◆ Task brief
Which of the lines in the listing that follows hold "TwilioConfig"? Pull each one out.

- - -

use {
    async_trait::async_trait,
    courier_channels::{OutboundSender, OutboxAction, SendError, SendReceipt},
    courier_config::TwilioConfig,
    secrecy::{ExposeSecret, Secret},
    serde::Deserialize,
    tracing::debug,
};

/// Sends replies through the Twilio Messages API.
pub struct TwilioSender {
    http: reqwest::Client,
    account_sid: String,
    auth_token: Secret<String>,
    api_base_url: String,
}

#[derive(Debug, Deserialize)]
struct MessageResource {
    sid: String,
}

#[derive(Debug, Deserialize)]
struct TwilioErrorBody {
    code: Option<i64>,
    message: Option<String>,
}

impl TwilioSender {
    pub fn new(config: &TwilioConfig) -> Self {
        Self::with_client(reqwest::Client::new(), config)
    }

    pub fn with_client(http: reqwest::Client, config: &TwilioConfig) -> Self {
        Self {
            http,
            account_sid: config.account_sid.clone(),
            auth_token: config.auth_token.clone(),
            api_base_url: config.api_base_url.trim_end_matches('/').to_string(),
        }
    }
}

#[async_trait]
impl OutboundSender for TwilioSender {
    async fn send(&self, action: &OutboxAction) -> Result<SendReceipt, SendError> {
        let target = &action.target;
        // Reply from the number that received the message, to its sender.
        let (Some(from), Some(to)) = (
            target.channel_id.as_deref().or_else(|| target.meta_str("to")),
            target.user_id.as_deref().or_else(|| target.meta_str("from")),
        ) else {
            return Err(SendError::permanent(
                "INVALID_TARGET",
                "twilio target needs both sender and recipient numbers",
            ));
        };
        if self.account_sid.is_empty() {
            return Err(SendError::permanent(
                "SENDER_MISCONFIGURED",
                "twilio account_sid is not configured",
            ));
        }

        let url = format!(
            "{}/2010-04-01/Accounts/{}/Messages.json",
            self.api_base_url, self.account_sid
        );
        debug!(action_id = %action.id, to, "twilio: creating message");
        let resp = self
            .http
            .post(url)
            .basic_auth(&self.account_sid, Some(self.auth_token.expose_secret()))
            .form(&[
                ("To", to),
                ("From", from),
                ("Body", action.payload.text.as_str()),
            ])
            .send()
            .await
            .map_err(|e| SendError::transient(format!("twilio request failed: {e}")))?;

        let status = resp.status().as_u16();
        let text = resp.text().await.unwrap_or_default();
        if !(200..300).contains(&status) {
            let mut err = SendError::from_http_status(status, text.clone());
            if let Ok(body) = serde_json::from_str::<TwilioErrorBody>(&text)
                && let Some(message) = body.message
            {
                err.message = match body.code {
                    Some(code) => format!("twilio rejected message ({code}): {message}"),
                    None => format!("twilio rejected message: {message}"),
                };
            }
            return Err(err);
        }

        let resource: MessageResource = serde_json::from_str(&text).map_err(|e| SendError {
            response_status: Some(status),
            response_body: Some(text.clone()),
            ..SendError::transient(format!("unreadable twilio response: {e}"))
        })?;

        Ok(SendReceipt {
            provider_message_id: Some(resource.sid),
            response_status: Some(status),
            response_body: Some(text),
        })
    }
}
use http::HeaderMap;

use crate::{Result, event::{InboundEvent, ProviderKey}, signature::SignatureCheck};

/// A webhook as received by the transport layer, before any parsing.
#[derive(Debug, Clone, Copy)]
pub struct WebhookRequest<'a> {
    pub workspace_id: &'a str,
    /// Exact request bytes; signatures are computed over these.
    pub body: &'a [u8],
    pub headers: &'a HeaderMap,
    /// Full public URL the provider posted to. Only relay providers that sign
    /// the URL need it.
    pub url: Option<&'a str>,
    pub received_at_ms: i64,
}

/// What a payload turned into.
#[derive(Debug, Clone, PartialEq)]
pub enum NormalizedWebhook {
    /// Zero or more canonical events. Empty when every message was filtered.
    Events(Vec<InboundEvent>),
    /// Endpoint handshake; the value must be echoed back to the provider.
    Challenge(String),
}

impl NormalizedWebhook {
    pub fn events(self) -> Vec<InboundEvent> {
        match self {
            Self::Events(events) => events,
            Self::Challenge(_) => Vec::new(),
        }
    }
}

/// Inbound half of a provider: signature verification and payload
/// normalization. Both operations are pure.
pub trait WebhookAdapter: Send + Sync {
    fn provider(&self) -> ProviderKey;

    /// Recompute the provider's MAC over the request and compare it with the
    /// supplied one. `now_secs` is the verifier's clock for freshness checks.
    fn verify(&self, request: &WebhookRequest<'_>, now_secs: i64) -> SignatureCheck;

    /// Map the payload to canonical events. Malformed payloads are errors;
    /// payloads that are well-formed but irrelevant (bot echoes, status
    /// callbacks) yield an empty event list.
    fn normalize(&self, request: &WebhookRequest<'_>) -> Result<NormalizedWebhook>;
}
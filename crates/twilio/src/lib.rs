//! WhatsApp over the Twilio Messaging API.
//!
//! Twilio relays inbound messages as `application/x-www-form-urlencoded`
//! posts signed with `X-Twilio-Signature` (HMAC-SHA1 over the request URL and
//! the sorted form parameters); replies go through `Messages.json`.

pub mod adapter;
pub mod form;
pub mod outbound;
pub mod verify;

pub use {adapter::TwilioAdapter, outbound::TwilioSender};
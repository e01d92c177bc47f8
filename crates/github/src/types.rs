use serde::Deserialize;

/// Fields shared by the issue and pull-request webhook payloads. Everything
/// is optional; the normalizer decides what is required.
#[derive(Debug, Clone, Default, Deserialize)]
pub struct WebhookPayload {
    pub action: Option<String>,
    pub repository: Option<Repository>,
    pub issue: Option<Issue>,
    pub pull_request: Option<Issue>,
    pub comment: Option<Comment>,
    pub sender: Option<User>,
}

#[derive(Debug, Clone, Deserialize)]
pub struct Repository {
    pub name: String,
    pub owner: User,
}

/// An issue or a pull request; both share these fields.
#[derive(Debug, Clone, Deserialize)]
pub struct Issue {
    pub number: u64,
    pub body: Option<String>,
    pub user: Option<User>,
    pub created_at: Option<String>,
    pub updated_at: Option<String>,
    /// Present on issues that are pull requests.
    pub pull_request: Option<serde_json::Value>,
}

#[derive(Debug, Clone, Deserialize)]
pub struct Comment {
    pub id: u64,
    pub body: Option<String>,
    pub user: Option<User>,
    pub created_at: Option<String>,
    pub updated_at: Option<String>,
}

#[derive(Debug, Clone, Deserialize)]
pub struct User {
    pub login: String,
    #[serde(rename = "type")]
    pub user_type: Option<String>,
}

impl User {
    /// App and bot accounts, plus the configured login of our own bot.
    pub fn is_bot(&self, bot_login: Option<&str>) -> bool {
        self.user_type.as_deref() == Some("Bot")
            || self.login.ends_with("[bot]")
            || bot_login.is_some_and(|own| own.eq_ignore_ascii_case(&self.login))
    }
}

impl WebhookPayload {
    /// The issue or pull request the event is about.
    pub fn subject(&self) -> Option<&Issue> {
        self.issue.as_ref().or(self.pull_request.as_ref())
    }

    pub fn is_pull_request(&self) -> bool {
        self.pull_request.is_some()
            || self
                .issue
                .as_ref()
                .is_some_and(|issue| issue.pull_request.is_some())
    }

    /// Author of the content the event carries: the comment author for
    /// comment events, else the issue/PR author, else the webhook sender.
    pub fn author(&self) -> Option<&User> {
        self.comment
            .as_ref()
            .and_then(|c| c.user.as_ref())
            .or_else(|| self.subject().and_then(|s| s.user.as_ref()))
            .or(self.sender.as_ref())
    }
}

/// Response body of the create-comment endpoint.
#[derive(Debug, Clone, Deserialize)]
pub struct CreatedComment {
    pub id: u64,
    pub html_url: Option<String>,
}
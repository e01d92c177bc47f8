//! Metric name and label definitions.
//!
//! Every metric emitted by the channel runtime is named here so the set of
//! exported series is documented in one place.

/// Inbound webhook and ingest pipeline metrics
pub mod ingest {
    /// Webhooks rejected at the boundary (bad signature, malformed payload)
    pub const WEBHOOKS_REJECTED_TOTAL: &str = "courier_webhooks_rejected_total";
    /// Ingest calls by outcome (accepted, duplicate, rejected)
    pub const EVENTS_TOTAL: &str = "courier_ingest_events_total";
    /// Receipts that finished processing, by outcome (processed, failed)
    pub const PROCESSED_TOTAL: &str = "courier_ingest_processed_total";
    /// Time from receipt claim to processed/failed, in seconds
    pub const PROCESSING_DURATION_SECONDS: &str = "courier_ingest_processing_duration_seconds";
}

/// Policy engine metrics
pub mod policy {
    /// Decisions by verdict and risk tier
    pub const DECISIONS_TOTAL: &str = "courier_policy_decisions_total";
}

/// Outbox and dispatcher metrics
pub mod outbox {
    /// Enqueue calls by outcome (accepted, duplicate)
    pub const ENQUEUED_TOTAL: &str = "courier_outbox_enqueued_total";
    /// Actions claimed by a dispatcher
    pub const CLAIMED_TOTAL: &str = "courier_outbox_claimed_total";
    /// Actions delivered
    pub const SENT_TOTAL: &str = "courier_outbox_sent_total";
    /// Failed attempts scheduled for retry
    pub const RETRIED_TOTAL: &str = "courier_outbox_retried_total";
    /// Actions moved to dead-letter
    pub const DEAD_LETTERED_TOTAL: &str = "courier_outbox_dead_lettered_total";
    /// Sender latency per attempt, in seconds
    pub const SEND_DURATION_SECONDS: &str = "courier_outbox_send_duration_seconds";
}

/// Common label keys
pub mod labels {
    pub const PROVIDER: &str = "provider";
    pub const STATUS: &str = "status";
    pub const STAGE: &str = "stage";
    pub const VERDICT: &str = "verdict";
    pub const RISK_TIER: &str = "risk_tier";
    pub const ERROR_CODE: &str = "error_code";
}

/// Histogram buckets in seconds.
pub mod buckets {
    /// Sender round-trips: fast API calls up to slow provider timeouts.
    pub const SEND_DURATION: [f64; 10] = [0.01, 0.025, 0.05, 0.1, 0.25, 0.5, 1.0, 2.5, 5.0, 10.0];
    /// In-process pipeline work.
    pub const PROCESSING_DURATION: [f64; 8] = [0.001, 0.005, 0.01, 0.025, 0.05, 0.1, 0.5, 1.0];
}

- - -

◆ The completed task
    courier_config::TwilioConfig,
    pub fn new(config: &TwilioConfig) -> Self {
    pub fn with_client(http: reqwest::Client, config: &TwilioConfig) -> Self {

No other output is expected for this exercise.